■ **Task directions**: A verbatim transcript of the lines below, starting at the first and ending with the one that holds "const CODE_TOO_MANY_LOGINS: i64 = 4009;", is what should be produced.

Records drawn from a dataset
════
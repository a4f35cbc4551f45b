//! Schedules Direct API client.
//!
//! Three upstream concerns live here: the login exchange (token endpoint),
//! on-demand artwork metadata, and raw image fetches. Each sits behind a
//! trait seam so the resolver can be exercised with fakes.

use std::sync::Arc;
use std::time::Duration;

use async_trait::async_trait;
use chrono::{TimeZone, Utc};
use serde_json::json;
use tracing::{debug, warn};
use url::Url;

use crate::config::UpstreamConfig;
use crate::errors::{AppError, FetchError};
use crate::metadata::MetadataProvider;
use crate::models::{
    ArtworkData, ArtworkResponseEntry, LoginResponse, LoginSession, ProgramMetadata,
};
use crate::token::{LoginProvider, TokenManager};

pub const USER_AGENT: &str = concat!("sd-poster-proxy/", env!("CARGO_PKG_VERSION"));

/// Upstream login code for lockout ("too many logins").
const CODE_TOO_MANY_LOGINS: i64 = 4009;

/// Fetched image response, undecoded. The resolver validates the bytes.
pub struct FetchedImage {
    pub status: u16,
    pub content_type: Option<String>,
    pub bytes: Vec<u8>,
}

/// Raw image fetch seam.
#[async_trait]
pub trait ImageFetcher: Send + Sync {
    async fn fetch_image(&self, image_url: &str) -> Result<FetchedImage, FetchError>;
}

pub struct SchedulesDirectClient {
    http: reqwest::Client,
    base_url: Url,
    username: String,
    password: String,
}

impl SchedulesDirectClient {
    pub fn new(config: &UpstreamConfig) -> Result<Self, AppError> {
        let base_url = Url::parse(&config.base_url)
            .map_err(|e| AppError::configuration(format!("invalid upstream base url: {e}")))?;
        let http = reqwest::Client::builder()
            .timeout(Duration::from_secs(config.timeout_seconds))
            .user_agent(USER_AGENT)
            .build()?;
        Ok(Self {
            http,
            base_url,
            username: config.username.clone(),
            password: config.password.clone(),
        })
    }

    pub fn base_url(&self) -> &Url {
        &self.base_url
    }

    fn endpoint(&self, path: &str) -> Result<Url, FetchError> {
        self.base_url
            .join(path)
            .map_err(|e| FetchError::upstream(format!("invalid endpoint {path}: {e}")))
    }
}

#[async_trait]
impl LoginProvider for SchedulesDirectClient {
    async fn login(&self) -> Result<LoginSession, FetchError> {
        let url = self.endpoint("token")?;
        debug!(%url, "logging in to upstream");
        let response = self
            .http
            .post(url)
            .json(&json!({
                "username": self.username,
                "password": self.password,
            }))
            .send()
            .await?;

        let body: LoginResponse = response
            .json()
            .await
            .map_err(|e| FetchError::upstream(format!("malformed login response: {e}")))?;
        classify_login(body)
    }
}

/// Map a login response body onto a session or the error taxonomy.
fn classify_login(body: LoginResponse) -> Result<LoginSession, FetchError> {
    if body.code == CODE_TOO_MANY_LOGINS || is_lockout_message(&body.message) {
        return Err(FetchError::LoginLockout {
            message: body.message,
            server_time: body.server_time,
        });
    }
    if body.code != 0 || body.token.is_empty() {
        return Err(FetchError::upstream(format!(
            "login failed (code {}): {}",
            body.code, body.message
        )));
    }
    let expires_at = Utc
        .timestamp_opt(body.token_expires, 0)
        .single()
        .filter(|_| body.token_expires > 0)
        .unwrap_or_else(|| Utc::now() + chrono::Duration::hours(24));
    Ok(LoginSession {
        token: body.token,
        expires_at,
    })
}

fn is_lockout_message(message: &str) -> bool {
    let message = message.to_ascii_lowercase();
    message.contains("too many logins") || message.contains("max logins")
}

/// Phrases upstream puts in HTTP-200 error bodies when the image download
/// quota is exhausted.
pub fn is_quota_message(body: &[u8]) -> bool {
    let Ok(text) = std::str::from_utf8(body) else {
        return false;
    };
    let text = text.to_ascii_lowercase();
    text.contains("exceeded") || text.contains("quota") || text.contains("maximum image downloads")
}

#[async_trait]
impl ImageFetcher for SchedulesDirectClient {
    async fn fetch_image(&self, image_url: &str) -> Result<FetchedImage, FetchError> {
        let response = self.http.get(image_url).send().await?;
        let status = response.status().as_u16();
        let content_type = response
            .headers()
            .get(reqwest::header::CONTENT_TYPE)
            .and_then(|v| v.to_str().ok())
            .map(str::to_string);
        let bytes = response.bytes().await?.to_vec();
        Ok(FetchedImage {
            status,
            content_type,
            bytes,
        })
    }
}

/// Metadata provider over the raw client: authenticated
/// `POST metadata/programs/` with a single-element id array.
pub struct SdMetadataService {
    client: Arc<SchedulesDirectClient>,
    tokens: Arc<TokenManager>,
}

impl SdMetadataService {
    pub fn new(client: Arc<SchedulesDirectClient>, tokens: Arc<TokenManager>) -> Self {
        Self { client, tokens }
    }
}

#[async_trait]
impl MetadataProvider for SdMetadataService {
    async fn fetch_metadata(&self, program_id: &str) -> Result<ProgramMetadata, FetchError> {
        let token = self.tokens.token().await?;
        let url = self.client.endpoint("metadata/programs/")?;
        let response = self
            .client
            .http
            .post(url)
            .header("token", token)
            .json(&json!([program_id]))
            .send()
            .await?;

        if !response.status().is_success() {
            return Err(FetchError::upstream(format!(
                "metadata request returned {}",
                response.status()
            )));
        }

        let entries: Vec<ArtworkResponseEntry> = response
            .json()
            .await
            .map_err(|e| FetchError::upstream(format!("malformed metadata response: {e}")))?;

        for entry in entries {
            if entry.program_id != program_id {
                continue;
            }
            match entry.data {
                ArtworkData::Images(artwork) => {
                    return Ok(ProgramMetadata {
                        program_id: program_id.to_string(),
                        titles: Vec::new(),
                        artwork,
                    });
                }
                ArtworkData::Error(e) => {
                    warn!(program_id, code = e.code, message = %e.message, "upstream has no artwork for program");
                    return Ok(ProgramMetadata {
                        program_id: program_id.to_string(),
                        ..Default::default()
                    });
                }
            }
        }

        Err(FetchError::upstream(format!(
            "metadata response had no entry for {program_id}"
        )))
    }
}

/// Normalized image id for a candidate locator: the last path segment with
/// any `.jpg` suffix stripped. Bare ids pass through.
pub fn image_id_from_uri(uri: &str) -> String {
    let uri = uri.trim();
    if uri.starts_with("http://") || uri.starts_with("https://") {
        if let Ok(parsed) = Url::parse(uri) {
            if let Some(last) = parsed
                .path_segments()
                .and_then(|segments| segments.filter(|s| !s.is_empty()).last())
            {
                return last.trim_end_matches(".jpg").to_string();
            }
        }
    }
    uri.trim_end_matches(".jpg").to_string()
}

/// Build the final fetch URL for a candidate locator, attaching the current
/// token. Full URLs keep their path but get the fresh token (replacing any
/// stale one embedded upstream); bare ids expand against the image
/// endpoint. Returns `(image_id, image_url)`.
pub fn image_fetch_url(base: &Url, uri: &str, token: &str) -> (String, String) {
    let image_id = image_id_from_uri(uri);

    if uri.starts_with("http://") || uri.starts_with("https://") {
        if let Ok(mut parsed) = Url::parse(uri) {
            let pairs: Vec<(String, String)> = parsed
                .query_pairs()
                .filter(|(k, _)| k != "token")
                .map(|(k, v)| (k.into_owned(), v.into_owned()))
                .collect();
            {
                let mut query = parsed.query_pairs_mut();
                query.clear();
                for (k, v) in &pairs {
                    query.append_pair(k, v);
                }
                query.append_pair("token", token);
            }
            return (image_id, parsed.to_string());
        }
    }

    let url = base
        .join(&format!("image/{image_id}.jpg"))
        .map(|mut u| {
            u.query_pairs_mut().append_pair("token", token);
            u.to_string()
        })
        .unwrap_or_else(|_| format!("{base}image/{image_id}.jpg?token={token}"));
    (image_id, url)
}

#[cfg(test)]
mod tests {
    use super::*;

    fn base() -> Url {
        Url::parse("https://json.schedulesdirect.org/20141201/").unwrap()
    }

    #[test]
    fn image_id_strips_path_and_extension() {
        assert_eq!(image_id_from_uri("abcd1234.jpg"), "abcd1234");
        assert_eq!(image_id_from_uri("abcd1234"), "abcd1234");
        assert_eq!(
            image_id_from_uri(
                "https://json.schedulesdirect.org/20141201/image/abcd1234.jpg?token=stale"
            ),
            "abcd1234"
        );
    }

    #[test]
    fn fetch_url_expands_bare_ids() {
        let (id, url) = image_fetch_url(&base(), "abcd1234", "tok");
        assert_eq!(id, "abcd1234");
        assert_eq!(
            url,
            "https://json.schedulesdirect.org/20141201/image/abcd1234.jpg?token=tok"
        );
    }

    #[test]
    fn fetch_url_replaces_stale_tokens() {
        let (id, url) = image_fetch_url(
            &base(),
            "https://json.schedulesdirect.org/20141201/image/abcd1234.jpg?token=stale",
            "fresh",
        );
        assert_eq!(id, "abcd1234");
        assert!(url.contains("token=fresh"));
        assert!(!url.contains("stale"));
    }

    #[test]
    fn login_classification_covers_the_taxonomy() {
        let ok = classify_login(LoginResponse {
            code: 0,
            message: "OK".to_string(),
            token: "tok".to_string(),
            token_expires: Utc::now().timestamp() + 86_400,
            server_time: None,
        })
        .unwrap();
        assert_eq!(ok.token, "tok");

        let lockout = classify_login(LoginResponse {
            code: CODE_TOO_MANY_LOGINS,
            message: "Too many logins".to_string(),
            token: String::new(),
            token_expires: 0,
            server_time: None,
        });
        assert!(matches!(lockout, Err(FetchError::LoginLockout { .. })));

        let failure = classify_login(LoginResponse {
            code: 4003,
            message: "invalid credentials".to_string(),
            token: String::new(),
            token_expires: 0,
            server_time: None,
        });
        assert!(matches!(failure, Err(FetchError::Upstream(_))));
    }

    #[test]
    fn quota_messages_are_recognized() {
        assert!(is_quota_message(
            b"{\"message\":\"You have exceeded the maximum image downloads for today\"}"
        ));
        assert!(is_quota_message(b"image quota reached"));
        assert!(!is_quota_message(b"\xff\xd8\xff\xe0 jpeg bytes"));
        assert!(!is_quota_message(b"{\"message\":\"not found\"}"));
    }
}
════
■ **Response for this exercise**:
repository a4f35cbc4551f45b
//! Schedules Direct API client.
//!
//! Three upstream concerns live here: the login exchange (token endpoint),
//! on-demand artwork metadata, and raw image fetches. Each sits behind a
//! trait seam so the resolver can be exercised with fakes.

use std::sync::Arc;
use std::time::Duration;

use async_trait::async_trait;
use chrono::{TimeZone, Utc};
use serde_json::json;
use tracing::{debug, warn};
use url::Url;

use crate::config::UpstreamConfig;
use crate::errors::{AppError, FetchError};
use crate::metadata::MetadataProvider;
use crate::models::{
    ArtworkData, ArtworkResponseEntry, LoginResponse, LoginSession, ProgramMetadata,
};
use crate::token::{LoginProvider, TokenManager};

pub const USER_AGENT: &str = concat!("sd-poster-proxy/", env!("CARGO_PKG_VERSION"));

/// Upstream login code for lockout ("too many logins").
const CODE_TOO_MANY_LOGINS: i64 = 4009;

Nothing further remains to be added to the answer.